26. Faced with the situation, the Counsel have contended that the women employees are not considered for promotion to the posts of Supervisor for the night shift. Thus, there is denial of equality of opportunity in the matter of employment. Is it so?

27. A perusal of the writ petition shows that the employees and the employer had executed a settlement. Clause 31 of the settlement has been quoted in paragraph 5 of the petition. Under this settlement, such employees who are not given promotion to the post of Supervisor appointed for the night shift are granted additional financial benefit. Thus, the action is based on a settlement, which has been duly arrived at between the workmen and the employer. It has not even been suggested that the petitioner is not a member of the Union, which had executed the settlement. In any event, the settlement is binding on the parties. Its validity having not been challenged, the petitioner cannot complain. In this situation, the rule as laid down by Their Lordships of the Supreme Court in Air India Cabin Crew Association v. Yeshaswinee Merchant and Ors., 2003 (3) KLT (SC) (SN) 20 = (2003) 6 SCC 277, shall be attracted. The settlement that has been accepted cannot be annulled at the instance of the few who have come to the Court.
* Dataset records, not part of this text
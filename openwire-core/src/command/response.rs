//! Responses correlated back to requests by command id.

use super::ids::DataStructure;

/// Acknowledges a request that needs no result payload.
#[derive(Debug, Clone, Default, PartialEq)]
pub struct Response {
    pub command_id: i32,
    pub response_required: bool,
    /// The command id of the request being answered.
    pub correlation_id: i32,
}

impl Response {
    /// Creates a plain acknowledgment for the given request id.
    pub fn for_request(correlation_id: i32) -> Self {
        Self {
            correlation_id,
            ..Default::default()
        }
    }
}

/// One frame of a remote stack trace.
#[derive(Debug, Clone, Default, PartialEq)]
pub struct StackTraceElement {
    pub class_name: String,
    pub method_name: String,
    pub file_name: String,
    pub line_number: i32,
}

/// A broker-side failure, including the remote exception chain.
///
/// Carried inside an [`ExceptionResponse`]; the stack trace only crosses the
/// wire when both peers negotiated `stack_trace_enabled`.
#[derive(Debug, Clone, Default, PartialEq)]
pub struct BrokerError {
    pub exception_class: String,
    pub message: String,
    pub stack_trace: Vec<StackTraceElement>,
    pub cause: Option<Box<BrokerError>>,
}

impl BrokerError {
    /// Creates a broker error with the given class and message.
    pub fn new(exception_class: impl Into<String>, message: impl Into<String>) -> Self {
        Self {
            exception_class: exception_class.into(),
            message: message.into(),
            stack_trace: Vec::new(),
            cause: None,
        }
    }
}

/// Reports that a request failed on the broker.
#[derive(Debug, Clone, Default, PartialEq)]
pub struct ExceptionResponse {
    pub command_id: i32,
    pub response_required: bool,
    pub correlation_id: i32,
    pub exception: Option<BrokerError>,
}

/// Answers a request with a nested data structure.
#[derive(Debug, Clone, PartialEq)]
pub struct DataResponse {
    pub command_id: i32,
    pub response_required: bool,
    pub correlation_id: i32,
    pub data: Option<DataStructure>,
}

/// Answers a request with a single integer result.
#[derive(Debug, Clone, Default, PartialEq)]
pub struct IntegerResponse {
    pub command_id: i32,
    pub response_required: bool,
    pub correlation_id: i32,
    pub result: i32,
}

#[cfg(test)]
mod tests {
    use super::*;

    #[test]
    fn test_response_for_request() {
        let response = Response::for_request(17);
        assert_eq!(response.correlation_id, 17);
        assert!(!response.response_required);
    }

    #[test]
    fn test_broker_error_chain() {
        let cause = BrokerError::new("java.io.IOException", "disk full");
        let mut outer = BrokerError::new("javax.jms.JMSException", "send failed");
        outer.cause = Some(Box::new(cause));

        assert_eq!(outer.cause.as_ref().unwrap().message, "disk full");
    }
}
impl DataStreamMarshaller for MessageDispatchMarshaller {
    fn data_structure_type(&self) -> u8 {
        types::MESSAGE_DISPATCH
    }

    fn create_command(&self) -> Command {
        Command::MessageDispatch(MessageDispatch::default())
    }

    fn tight_marshal1(
        &self,
        _ctx: &MarshalContext,
        cmd: &Command,
        bs: &mut BooleanStream,
    ) -> Result<usize> {
        let info = Self::get(cmd)?;
        let mut size = tight_base1(info.response_required, bs);
        let id = DataStructure::ConsumerId(info.consumer_id.clone());
        size += tight_marshal_nested1(Some(&id), bs)?;
        let dest = info.destination.clone().map(DataStructure::Destination);
        size += tight_marshal_nested1(dest.as_ref(), bs)?;
        // The message nests like a data structure: presence bit, tag byte,
        // then its full field set on the same boolean stream.
        bs.write_boolean(info.message.is_some());
        if let Some(msg) = &info.message {
            size += 1 + tight_message_fields1(msg, bs)?;
        }
        size += 4;
        Ok(size)
    }

    fn tight_marshal2(
        &self,
        _ctx: &MarshalContext,
        cmd: &Command,
        out: &mut dyn DataOutput,
        bs: &mut BooleanStream,
    ) -> Result<()> {
        let info = Self::get(cmd)?;
        tight_base2(info.command_id, out, bs)?;
        let id = DataStructure::ConsumerId(info.consumer_id.clone());
        tight_marshal_nested2(Some(&id), out, bs)?;
        let dest = info.destination.clone().map(DataStructure::Destination);
        tight_marshal_nested2(dest.as_ref(), out, bs)?;
        if bs.read_boolean()? {
            let msg = info.message.as_ref().ok_or_else(|| {
                OpenWireError::Marshal("presence bit set for absent message".to_string())
            })?;
            out.write_u8(match msg.kind {
                MessageKind::Bytes => types::BYTES_MESSAGE,
                MessageKind::Text => types::TEXT_MESSAGE,
            })?;
            tight_message_fields2(msg, out, bs)?;
        }
        out.write_int(info.redelivery_counter)
    }

    fn tight_unmarshal(
        &self,
        _ctx: &MarshalContext,
        input: &mut dyn DataInput,
        bs: &mut BooleanStream,
    ) -> Result<Command> {
        let (command_id, response_required) = tight_base_unmarshal(input, bs)?;
        let consumer_id = match tight_unmarshal_nested(input, bs)? {
            Some(DataStructure::ConsumerId(c)) => c,
            _ => Default::default(),
        };
        let destination = match tight_unmarshal_nested(input, bs)? {
            Some(DataStructure::Destination(d)) => Some(d),
            _ => None,
        };
        let message = if bs.read_boolean()? {
            let kind = kind_for_type(input.read_u8()?)?;
            Some(Box::new(tight_message_fields_read(kind, input, bs)?))
        } else {
            None
        };
        let redelivery_counter = input.read_int()?;
        Ok(Command::MessageDispatch(MessageDispatch {
            command_id,
            response_required,
            consumer_id,
            destination,
            message,
            redelivery_counter,
        }))
    }

    fn loose_marshal(
        &self,
        _ctx: &MarshalContext,
        cmd: &Command,
        out: &mut dyn DataOutput,
    ) -> Result<()> {
        let info = Self::get(cmd)?;
        loose_base(info.command_id, info.response_required, out)?;
        let id = DataStructure::ConsumerId(info.consumer_id.clone());
        loose_marshal_nested(Some(&id), out)?;
        let dest = info.destination.clone().map(DataStructure::Destination);
        loose_marshal_nested(dest.as_ref(), out)?;
        out.write_bool(info.message.is_some())?;
        if let Some(msg) = &info.message {
            out.write_u8(match msg.kind {
                MessageKind::Bytes => types::BYTES_MESSAGE,
                MessageKind::Text => types::TEXT_MESSAGE,
            })?;
            loose_message_fields(msg, out)?;
        }
        out.write_int(info.redelivery_counter)
    }

    fn loose_unmarshal(&self, _ctx: &MarshalContext, input: &mut dyn DataInput) -> Result<Command> {
        let (command_id, response_required) = loose_base_unmarshal(input)?;
        let consumer_id = match loose_unmarshal_nested(input)? {
            Some(DataStructure::ConsumerId(c)) => c,
            _ => Default::default(),
        };
        let destination = match loose_unmarshal_nested(input)? {
            Some(DataStructure::Destination(d)) => Some(d),
            _ => None,
        };
        let message = if input.read_bool()? {
            let kind = kind_for_type(input.read_u8()?)?;
            Some(Box::new(loose_message_fields_read(kind, input)?))
        } else {
            None
        };
        let redelivery_counter = input.read_int()?;
        Ok(Command::MessageDispatch(MessageDispatch {
            command_id,
            response_required,
            consumer_id,
            destination,
            message,
            redelivery_counter,
        }))
    }
}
Still further, it is the admitted position that at the time the third respondent was promoted, the petitioner in O.P. No. 16017/1997 was not the senior-most female employee. In fact, Ms. Thamkam, P.V. was admittedly senior to her. She has not complained. Thus, even if the order of promotion passed in favour of the third respondent were to be set aside, the benefit may have been due to Ms. Thamkam. The petitioner cannot claim the post of Supervisor. Still further, it has not been shown that the post of a Supervisor is under the State Government so as to bring in the provision of equality as embodied in Article 16 of the Constitution. In any case, nothing has been pointed out from the record to show that the petitioner has suffered adversely in the matter of emoluments or status. The third respondent was admittedly working as a Binding Machine Operator in the seniority list at Ext. P-1. The third respondent's name appears at Sl. No. 4 in the category of Binding Machine Operators. The petitioner's name does not figure in that list.

28. In O.P. No. 887/1993, an additional plea has been raised. It is stated that vide Order dated April 24, 1993, the persons who were given higher emoluments were denied the designation of Supervisor. The document is in Malayalam. No translation had been filed. Irrespective of that, it has not been shown that any one junior to the three petitioners had been given a higher post. Thus, no cause for complaint is made out.
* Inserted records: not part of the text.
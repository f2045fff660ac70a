//! Message commands: application payloads, dispatches, and acknowledgments.

use super::ids::{ConsumerId, Destination, LocalTransactionId, MessageId, ProducerId};
use super::response::BrokerError;

/// Distinguishes the wire representation of a message body.
#[derive(Debug, Clone, Copy, PartialEq, Eq, Default)]
pub enum MessageKind {
    /// Raw byte payload.
    #[default]
    Bytes,
    /// UTF-8 text payload.
    Text,
}

/// An application message travelling producer → broker → consumer.
///
/// The payload is kept as raw bytes regardless of kind; [`Message::text`]
/// builds a text message and [`Message::body_text`] decodes one.
#[derive(Debug, Clone, Default, PartialEq)]
pub struct Message {
    pub command_id: i32,
    pub response_required: bool,
    pub kind: MessageKind,
    pub message_id: Option<MessageId>,
    pub producer_id: Option<ProducerId>,
    pub destination: Option<Destination>,
    pub transaction_id: Option<LocalTransactionId>,
    pub correlation_id: Option<String>,
    pub persistent: bool,
    /// Absolute expiration time in milliseconds, 0 for never.
    pub expiration: i64,
    pub priority: i8,
    pub reply_to: Option<Destination>,
    pub timestamp: i64,
    pub message_type: Option<String>,
    /// Marshalled body bytes. For text messages this is the UTF-8 payload.
    pub content: Vec<u8>,
    pub compressed: bool,
    pub redelivery_counter: i32,
}

impl Message {
    /// Creates a bytes message with the given payload.
    pub fn bytes(destination: Destination, content: Vec<u8>) -> Self {
        Self {
            kind: MessageKind::Bytes,
            destination: Some(destination),
            content,
            ..Default::default()
        }
    }

    /// Creates a text message with the given payload.
    pub fn text(destination: Destination, text: impl Into<String>) -> Self {
        Self {
            kind: MessageKind::Text,
            destination: Some(destination),
            content: text.into().into_bytes(),
            ..Default::default()
        }
    }

    /// Decodes the body of a text message.
    ///
    /// Returns `None` for bytes messages or non-UTF-8 content.
    pub fn body_text(&self) -> Option<&str> {
        match self.kind {
            MessageKind::Text => std::str::from_utf8(&self.content).ok(),
            MessageKind::Bytes => None,
        }
    }

    /// Approximate in-memory size, used for replay-cache accounting.
    pub fn cached_size(&self) -> usize {
        // Header fields round up to a fixed overhead; the body dominates.
        64 + self.content.len()
    }
}

/// Broker → consumer delivery of a single message.
#[derive(Debug, Clone, Default, PartialEq)]
pub struct MessageDispatch {
    pub command_id: i32,
    pub response_required: bool,
    pub consumer_id: ConsumerId,
    pub destination: Option<Destination>,
    pub message: Option<Box<Message>>,
    pub redelivery_counter: i32,
}

/// Acknowledgment modes carried by a [`MessageAck`].
#[derive(Debug, Clone, Copy, PartialEq, Eq, Default)]
pub enum AckType {
    /// Message consumed; discard on the broker.
    #[default]
    Standard,
    /// Message delivered but not yet consumed.
    Delivered,
    /// Consumer poisoned; broker should dead-letter the message.
    Poison,
    /// Redelivery requested.
    Redelivered,
    /// Ack of an individual message rather than a range.
    Individual,
}

impl AckType {
    /// Returns the wire byte for this ack type.
    pub fn to_byte(self) -> i8 {
        match self {
            AckType::Delivered => 0,
            AckType::Poison => 1,
            AckType::Standard => 2,
            AckType::Redelivered => 3,
            AckType::Individual => 4,
        }
    }

    /// Decodes a wire byte into an ack type.
    pub fn from_byte(b: i8) -> Option<Self> {
        Some(match b {
            0 => AckType::Delivered,
            1 => AckType::Poison,
            2 => AckType::Standard,
            3 => AckType::Redelivered,
            4 => AckType::Individual,
            _ => return None,
        })
    }
}

/// Consumer → broker acknowledgment of one or more dispatched messages.
#[derive(Debug, Clone, Default, PartialEq)]
pub struct MessageAck {
    pub command_id: i32,
    pub response_required: bool,
    pub destination: Option<Destination>,
    pub transaction_id: Option<LocalTransactionId>,
    pub consumer_id: ConsumerId,
    pub ack_type: AckType,
    pub first_message_id: Option<MessageId>,
    pub last_message_id: Option<MessageId>,
    /// Number of messages covered by this ack.
    pub message_count: i32,
    /// Why the message was poisoned, if it was. Version 7 and later.
    pub poison_cause: Option<BrokerError>,
}

#[cfg(test)]
mod tests {
    use super::*;

    #[test]
    fn test_text_message_body() {
        let msg = Message::text(Destination::Queue("q".into()), "hello");
        assert_eq!(msg.kind, MessageKind::Text);
        assert_eq!(msg.body_text(), Some("hello"));
    }

    #[test]
    fn test_bytes_message_has_no_text_body() {
        let msg = Message::bytes(Destination::Queue("q".into()), vec![0xFF, 0x00]);
        assert_eq!(msg.body_text(), None);
    }

    #[test]
    fn test_ack_type_roundtrip() {
        for ack in [
            AckType::Delivered,
            AckType::Poison,
            AckType::Standard,
            AckType::Redelivered,
            AckType::Individual,
        ] {
            assert_eq!(AckType::from_byte(ack.to_byte()), Some(ack));
        }
        assert_eq!(AckType::from_byte(9), None);
    }

    #[test]
    fn test_cached_size_tracks_body() {
        let small = Message::bytes(Destination::Queue("q".into()), vec![0; 10]);
        let large = Message::bytes(Destination::Queue("q".into()), vec![0; 1000]);
        assert!(large.cached_size() > small.cached_size());
    }
}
29. No other point has been raised.

In view of the above, the question as posed at the outset is answered in the affirmative. It is held that the provision of Section 66(1)(b) embodies a special provision in favour of women. It does not suffer from the vice of discrimination. It is not violative of Articles 14, 15 and 16 of the Constitutions. Thus, the petitions are dismissed. No costs.